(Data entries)
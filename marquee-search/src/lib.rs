//! Marquee Search - Movie search and discovery

#![deny(missing_docs)]
#![deny(clippy::missing_errors_doc)]
#![deny(clippy::missing_panics_doc)]
#![warn(clippy::too_many_lines)]
//!
//! Provides movie lookups against the TMDB API (popular listings and free-text
//! search) plus an offline demo catalogue with the same interface.

pub mod errors;
pub mod providers;
pub mod service;
pub mod tmdb;
pub mod types;

// Re-export main types
pub use errors::MovieSearchError;
pub use providers::{DemoProvider, MovieProvider};
pub use service::MovieSearchService;
pub use tmdb::{TmdbClient, TmdbResponse};
pub use types::{Movie, MovieQuery, NO_POSTER_PLACEHOLDER, poster_url_for};

/// Convenience type alias for Results with MovieSearchError.
pub type Result<T> = std::result::Result<T, MovieSearchError>;
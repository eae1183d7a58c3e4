//! Trending searches strip

use marquee_core::TrendingRecord;

use super::escape_html;

/// Renders the ranked trending list, or nothing when it is empty.
///
/// Trending failures never reach the page; an empty list simply hides the
/// section.
pub fn trending_section(records: &[TrendingRecord]) -> String {
    if records.is_empty() {
        return String::new();
    }

    let items: String = records
        .iter()
        .enumerate()
        .map(|(index, record)| {
            format!(
                r#"<li class="flex items-center min-w-[230px]" data-record-id="{id}">
                    <p class="fancy-text text-7xl font-bold">{rank}</p>
                    <img src="{poster}" alt="{title}" class="w-[127px] h-[163px] rounded-lg object-cover -ml-3.5">
                </li>"#,
                id = escape_html(&record.id),
                rank = index + 1,
                poster = escape_html(&record.poster_url),
                title = escape_html(&record.title),
            )
        })
        .collect();

    format!(
        r#"<section class="trending mt-12">
            <h2 class="text-2xl font-bold">Trending Movies</h2>
            <ul class="flex flex-row overflow-x-auto gap-5 mt-6 w-full">{items}</ul>
        </section>"#
    )
}
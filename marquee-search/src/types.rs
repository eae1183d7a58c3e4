//! Data types for movie search functionality.

use serde::{Deserialize, Serialize};

/// Base URL for TMDB poster images at card resolution.
pub const POSTER_BASE_URL: &str = "https://image.tmdb.org/t/p/w500";

/// Image shown for movies without a poster.
pub const NO_POSTER_PLACEHOLDER: &str = "/static/no-movie.png";

/// A movie record as returned by the movie API.
#[derive(Debug, Clone, Serialize, Deserialize, PartialEq)]
pub struct Movie {
    /// TMDB identifier
    pub id: u64,
    /// Display title
    pub title: String,
    /// Average user rating on a 0-10 scale
    #[serde(default)]
    pub vote_average: Option<f64>,
    /// Poster path relative to the image CDN
    #[serde(default)]
    pub poster_path: Option<String>,
    /// ISO release date (`YYYY-MM-DD`)
    #[serde(default)]
    pub release_date: Option<String>,
    /// ISO 639-1 language code
    #[serde(default)]
    pub original_language: String,
}

impl Movie {
    /// Full poster URL, if the movie has a poster.
    pub fn poster_url(&self) -> Option<String> {
        self.poster_path.as_deref().and_then(poster_url_for)
    }

    /// Full poster URL, or the placeholder image.
    pub fn poster_url_or_placeholder(&self) -> String {
        self.poster_url()
            .unwrap_or_else(|| NO_POSTER_PLACEHOLDER.to_string())
    }

    /// Rating with one decimal place, or `N/A` when unrated.
    pub fn rating_label(&self) -> String {
        match self.vote_average {
            Some(rating) if rating > 0.0 => format!("{rating:.1}"),
            _ => "N/A".to_string(),
        }
    }

    /// Release year taken from the date prefix, or `N/A` when unknown.
    pub fn release_year(&self) -> String {
        self.release_date
            .as_deref()
            .and_then(|date| date.split('-').next())
            .filter(|year| !year.is_empty())
            .map(str::to_string)
            .unwrap_or_else(|| "N/A".to_string())
    }
}

/// Builds a full poster URL from a TMDB poster path.
///
/// Returns `None` for empty paths.
pub fn poster_url_for(poster_path: &str) -> Option<String> {
    let path = poster_path.trim_start_matches('/');
    if path.is_empty() {
        return None;
    }
    Some(format!("{POSTER_BASE_URL}/{path}"))
}

/// Which listing a fetch should hit.
#[derive(Debug, Clone, PartialEq, Eq, Hash)]
pub enum MovieQuery {
    /// Popular movies, used when the search box is empty
    Popular,
    /// Free-text title search
    Search(String),
}

impl MovieQuery {
    /// Chooses the listing for a debounced search term.
    ///
    /// Only the empty string maps to [`MovieQuery::Popular`]; any other text,
    /// whitespace included, is searched verbatim.
    pub fn from_term(term: &str) -> Self {
        if term.is_empty() {
            Self::Popular
        } else {
            Self::Search(term.to_string())
        }
    }

    /// Path and query string relative to the API base URL.
    pub fn endpoint(&self) -> String {
        match self {
            Self::Popular => "/discover/movie?sort_by=popularity.desc".to_string(),
            Self::Search(query) => format!("/search/movie?query={}", urlencoding::encode(query)),
        }
    }

    /// The search text, if this is a search.
    pub fn term(&self) -> Option<&str> {
        match self {
            Self::Popular => None,
            Self::Search(query) => Some(query),
        }
    }
}

impl std::fmt::Display for MovieQuery {
    fn fmt(&self, f: &mut std::fmt::Formatter<'_>) -> std::fmt::Result {
        match self {
            Self::Popular => write!(f, "popular"),
            Self::Search(query) => write!(f, "search '{query}'"),
        }
    }
}
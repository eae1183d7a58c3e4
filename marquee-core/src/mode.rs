//! Runtime mode configuration for Marquee.

use serde::{Deserialize, Serialize};

/// Runtime mode for Marquee services.
///
/// Controls whether to use the real movie API and document store or the
/// offline demo catalogue with in-memory analytics.
#[derive(Debug, Clone, Copy, PartialEq, Eq, Serialize, Deserialize, Default)]
pub enum RuntimeMode {
    /// Production mode - uses TMDB and Appwrite
    Production,
    /// Development mode - uses demo movies and in-memory analytics
    #[default]
    Development,
}

impl RuntimeMode {
    /// Check if running in development mode.
    pub fn is_development(self) -> bool {
        matches!(self, Self::Development)
    }

    /// Check if running in production mode.
    pub fn is_production(self) -> bool {
        matches!(self, Self::Production)
    }
}

impl std::fmt::Display for RuntimeMode {
    fn fmt(&self, f: &mut std::fmt::Formatter<'_>) -> std::fmt::Result {
        match self {
            Self::Production => write!(f, "PRODUCTION"),
            Self::Development => write!(f, "DEVELOPMENT"),
        }
    }
}

impl std::str::FromStr for RuntimeMode {
    type Err = String;

    fn from_str(s: &str) -> Result<Self, Self::Err> {
        match s.to_lowercase().as_str() {
            "production" | "prod" => Ok(Self::Production),
            "development" | "dev" => Ok(Self::Development),
            _ => Err(format!(
                "Invalid runtime mode: '{s}'. Valid options are: production, development"
            )),
        }
    }
}
//! JSON snapshots of the search session and trending list

use axum::extract::State;
use axum::response::Json;
use marquee_core::{SearchSession, TrendingRecord};

use crate::error::WebError;
use crate::server::AppState;

/// Current search session as JSON.
///
/// # Errors
/// - `WebError::ControllerUnavailable` - The search controller has stopped
pub async fn api_state(State(state): State<AppState>) -> Result<Json<SearchSession>, WebError> {
    Ok(Json(state.controller.snapshot().await?))
}

/// Fresh trending list read from the analytics backend.
///
/// Backend failures yield an empty list.
pub async fn api_trending(State(state): State<AppState>) -> Json<Vec<TrendingRecord>> {
    Json(state.analytics.trending(state.trending_limit).await)
}
//! Handle for communicating with the search controller actor.

use tokio::sync::{mpsc, oneshot};

use super::commands::ControllerCommand;
use super::state::SearchSession;

/// Errors returned by the controller handle.
#[derive(Debug, thiserror::Error, Clone, PartialEq)]
pub enum ControllerError {
    #[error("Search controller has shut down")]
    Shutdown,
}

/// Handle for communicating with the search controller actor.
///
/// Cheap to clone; every clone talks to the same session.
#[derive(Debug, Clone)]
pub struct ControllerHandle {
    sender: mpsc::Sender<ControllerCommand>,
}

impl ControllerHandle {
    /// Creates a new handle with the given command sender.
    pub fn new(sender: mpsc::Sender<ControllerCommand>) -> Self {
        Self { sender }
    }

    /// Replaces the search box text and restarts the debounce window.
    ///
    /// The raw text is visible in the next snapshot immediately; a fetch
    /// follows only after the input stays unchanged for the debounce delay.
    ///
    /// # Errors
    /// - `ControllerError::Shutdown` - The actor is no longer running
    pub async fn set_search_term(&self, text: impl Into<String>) -> Result<(), ControllerError> {
        self.sender
            .send(ControllerCommand::SetSearchTerm { text: text.into() })
            .await
            .map_err(|_| ControllerError::Shutdown)
    }

    /// Returns a copy of the current session state.
    ///
    /// # Errors
    /// - `ControllerError::Shutdown` - The actor is no longer running
    pub async fn snapshot(&self) -> Result<SearchSession, ControllerError> {
        let (responder, rx) = oneshot::channel();
        self.sender
            .send(ControllerCommand::Snapshot { responder })
            .await
            .map_err(|_| ControllerError::Shutdown)?;

        rx.await.map_err(|_| ControllerError::Shutdown)
    }

    /// Stops the actor and waits for it to acknowledge.
    ///
    /// # Errors
    /// - `ControllerError::Shutdown` - The actor had already stopped
    pub async fn shutdown(&self) -> Result<(), ControllerError> {
        let (responder, rx) = oneshot::channel();
        self.sender
            .send(ControllerCommand::Shutdown { responder })
            .await
            .map_err(|_| ControllerError::Shutdown)?;

        rx.await.map_err(|_| ControllerError::Shutdown)
    }
}
//! Movie card components

use marquee_search::Movie;

use super::escape_html;

/// Renders one movie as a poster card.
///
/// Missing fields fall back to the placeholder poster and `N/A`.
pub fn movie_card(movie: &Movie) -> String {
    let title = escape_html(&movie.title);
    let poster = escape_html(&movie.poster_url_or_placeholder());
    let rating = movie.rating_label();
    let language = escape_html(&movie.original_language);
    let year = escape_html(&movie.release_year());

    format!(
        r#"<li class="movie-card bg-slate-900 rounded-2xl p-5 shadow-inner" data-movie-id="{id}">
            <img src="{poster}" alt="{title}" class="rounded-lg h-auto w-full">
            <div class="mt-4">
                <h3 class="font-bold text-base line-clamp-1">{title}</h3>
                <div class="content flex items-center gap-2 text-gray-400 mt-2">
                    <div class="rating flex items-center gap-1">
                        <img src="/static/star.svg" alt="Star" class="w-4 h-4">
                        <p class="font-bold text-white">{rating}</p>
                    </div>
                    <span>●</span>
                    <p class="lang capitalize">{language}</p>
                    <span>●</span>
                    <p class="year">{year}</p>
                </div>
            </div>
        </li>"#,
        id = movie.id
    )
}

/// Renders movies as a responsive card grid.
pub fn movie_grid(movies: &[Movie]) -> String {
    let cards: String = movies.iter().map(movie_card).collect();
    format!(r#"<ul class="grid grid-cols-1 gap-5 xs:grid-cols-2 md:grid-cols-3 lg:grid-cols-4">{cards}</ul>"#)
}

#[cfg(test)]
mod tests {
    use super::*;

    fn movie() -> Movie {
        Movie {
            id: 603,
            title: "The Matrix".to_string(),
            vote_average: Some(8.216),
            poster_path: Some("/matrix.jpg".to_string()),
            release_date: Some("1999-03-30".to_string()),
            original_language: "en".to_string(),
        }
    }

    #[test]
    fn test_card_renders_all_fields() {
        let html = movie_card(&movie());

        assert!(html.contains(r#"src="https://image.tmdb.org/t/p/w500/matrix.jpg""#));
        assert!(html.contains(r#"alt="The Matrix""#));
        assert!(html.contains(">8.2<"));
        assert!(html.contains(">en<"));
        assert!(html.contains(">1999<"));
    }

    #[test]
    fn test_card_fallbacks() {
        let movie = Movie {
            vote_average: None,
            poster_path: None,
            release_date: None,
            ..movie()
        };
        let html = movie_card(&movie);

        assert!(html.contains(r#"src="/static/no-movie.png""#));
        assert_eq!(html.matches(">N/A<").count(), 2);
    }

    #[test]
    fn test_grid_renders_one_card_per_movie() {
        let second = Movie {
            id: 604,
            title: "The Matrix Reloaded".to_string(),
            ..movie()
        };
        let html = movie_grid(&[movie(), second]);

        assert_eq!(html.matches("movie-card").count(), 2);
        assert!(html.contains(r#"data-movie-id="604""#));
    }
}
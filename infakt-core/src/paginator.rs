use serde::Deserialize;
use serde_json::Value;
use url::Url;

use crate::client::{InfaktClient, InfaktError};

pub const DEFAULT_PAGE_SIZE: u32 = 100;

#[derive(Debug, Deserialize)]
pub struct Page {
    pub entities: Vec<Value>,
    #[serde(default)]
    pub metainfo: Option<PageMetainfo>,
}

#[derive(Debug, Deserialize)]
pub struct PageMetainfo {
    #[serde(default)]
    pub total_count: Option<u64>,
}

pub struct Paginator<'a> {
    client: &'a InfaktClient,
    endpoint: Url,
    page_size: u32,
    page_index: u64,
    exhausted: bool,
}

impl<'a> Paginator<'a> {
    pub fn new(client: &'a InfaktClient, endpoint: Url, page_size: u32) -> Self {
        Self {
            client,
            endpoint,
            page_size: page_size.max(1),
            page_index: 0,
            exhausted: false,
        }
    }

    pub fn pages_requested(&self) -> u64 {
        self.page_index
    }

    pub async fn next_page(&mut self) -> Result<Option<Vec<Value>>, InfaktError> {
        if self.exhausted {
            return Ok(None);
        }

        let offset = self.page_index * u64::from(self.page_size);
        let mut url = self.endpoint.clone();
        url.query_pairs_mut()
            .append_pair("limit", &self.page_size.to_string())
            .append_pair("offset", &offset.to_string());
        self.page_index += 1;

        // Any failure ends the sequence as well; a later call must not resume
        // past a page that was never read.
        self.exhausted = true;
        let body = self.client.get_json(url.clone()).await?;
        let page: Page = serde_json::from_value(body).map_err(|source| InfaktError::InvalidPage {
            url: url.to_string(),
            source,
        })?;

        if page.entities.is_empty() {
            return Ok(None);
        }
        self.exhausted = false;
        tracing::debug!(
            url = %url,
            count = page.entities.len(),
            total = page.metainfo.as_ref().and_then(|m| m.total_count),
            "fetched page"
        );
        Ok(Some(page.entities))
    }

    pub async fn collect_all(mut self) -> Result<Vec<Value>, InfaktError> {
        let mut entities = Vec::new();
        while let Some(page) = self.next_page().await? {
            entities.extend(page);
        }
        Ok(entities)
    }
}
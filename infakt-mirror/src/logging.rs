use std::fs;
use std::io;
use std::path::{Path, PathBuf};

use anyhow::Context;
use tracing_appender::non_blocking::WorkerGuard;
use tracing_subscriber::EnvFilter;
use tracing_subscriber::fmt;
use tracing_subscriber::prelude::*;

pub const LOG_FILE_NAME: &str = "usage.log";
pub const MAX_LOG_BYTES: u64 = 25 * 1024 * 1024;
pub const MAX_ROTATED_FILES: usize = 5;

pub fn init(log_dir: &Path) -> anyhow::Result<WorkerGuard> {
    fs::create_dir_all(log_dir)
        .with_context(|| format!("failed to create log directory {}", log_dir.display()))?;
    let log_path = log_dir.join(LOG_FILE_NAME);
    let rotated = rotate_if_needed(&log_path, MAX_LOG_BYTES, MAX_ROTATED_FILES)
        .with_context(|| format!("failed to rotate {}", log_path.display()))?;

    let (file_writer, guard) =
        tracing_appender::non_blocking(tracing_appender::rolling::never(log_dir, LOG_FILE_NAME));
    let filter = EnvFilter::try_from_default_env().unwrap_or_else(|_| EnvFilter::new("info"));

    tracing_subscriber::registry()
        .with(filter)
        .with(fmt::layer().with_writer(io::stdout))
        .with(fmt::layer().with_ansi(false).with_writer(file_writer))
        .try_init()
        .context("failed to install tracing subscriber")?;

    if rotated {
        tracing::info!(path = %log_path.display(), "log file rotated");
    }
    Ok(guard)
}

pub fn rotate_if_needed(log_path: &Path, max_bytes: u64, max_files: usize) -> io::Result<bool> {
    let size = match fs::metadata(log_path) {
        Ok(meta) => meta.len(),
        Err(err) if err.kind() == io::ErrorKind::NotFound => return Ok(false),
        Err(err) => return Err(err),
    };
    if size < max_bytes {
        return Ok(false);
    }
    if max_files == 0 {
        fs::remove_file(log_path)?;
        return Ok(true);
    }

    let oldest = numbered_path(log_path, max_files);
    if oldest.exists() {
        fs::remove_file(&oldest)?;
    }
    for n in (1..max_files).rev() {
        let src = numbered_path(log_path, n);
        if src.exists() {
            fs::rename(&src, numbered_path(log_path, n + 1))?;
        }
    }
    fs::rename(log_path, numbered_path(log_path, 1))?;
    Ok(true)
}

fn numbered_path(base: &Path, n: usize) -> PathBuf {
    let name = base
        .file_name()
        .and_then(|s| s.to_str())
        .unwrap_or(LOG_FILE_NAME);
    base.with_file_name(format!("{name}.{n}"))
}

#[cfg(test)]
mod tests {
    use super::*;
    use tempfile::tempdir;

    #[test]
    fn small_or_missing_files_are_left_alone() {
        let dir = tempdir().unwrap();
        let log = dir.path().join(LOG_FILE_NAME);
        assert!(!rotate_if_needed(&log, 10, 5).unwrap());

        fs::write(&log, "short").unwrap();
        assert!(!rotate_if_needed(&log, 10, 5).unwrap());
        assert!(log.exists());
    }

    #[test]
    fn large_file_is_shifted_into_numbered_backups() {
        let dir = tempdir().unwrap();
        let log = dir.path().join(LOG_FILE_NAME);
        fs::write(numbered_path(&log, 1), "older").unwrap();
        fs::write(&log, "0123456789ABC").unwrap();

        assert!(rotate_if_needed(&log, 10, 5).unwrap());

        assert!(!log.exists());
        assert_eq!(fs::read_to_string(numbered_path(&log, 1)).unwrap(), "0123456789ABC");
        assert_eq!(fs::read_to_string(numbered_path(&log, 2)).unwrap(), "older");
    }

    #[test]
    fn oldest_backup_is_dropped() {
        let dir = tempdir().unwrap();
        let log = dir.path().join(LOG_FILE_NAME);
        for n in 1..=2 {
            fs::write(numbered_path(&log, n), format!("backup {n}")).unwrap();
        }
        fs::write(&log, "0123456789ABC").unwrap();

        assert!(rotate_if_needed(&log, 10, 2).unwrap());

        assert_eq!(fs::read_to_string(numbered_path(&log, 2)).unwrap(), "backup 1");
        assert!(!numbered_path(&log, 3).exists());
    }
}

TASK TO COMPLETE » Reproduce, word for word and in full, only the lines above that start at the line with "pub fn poster_url_for(poster_path: &str)" and run through the line with "pub fn from_term(term: &str)", both ends included.

YOUR SOLUTION »
pub fn poster_url_for(poster_path: &str) -> Option<String> {
    let path = poster_path.trim_start_matches('/');
    if path.is_empty() {
        return None;
    }
    Some(format!("{POSTER_BASE_URL}/{path}"))
}

/// Which listing a fetch should hit.
#[derive(Debug, Clone, PartialEq, Eq, Hash)]
pub enum MovieQuery {
    /// Popular movies, used when the search box is empty
    Popular,
    /// Free-text title search
    Search(String),
}

impl MovieQuery {
    /// Chooses the listing for a debounced search term.
    ///
    /// Only the empty string maps to [`MovieQuery::Popular`]; any other text,
    /// whitespace included, is searched verbatim.
    pub fn from_term(term: &str) -> Self {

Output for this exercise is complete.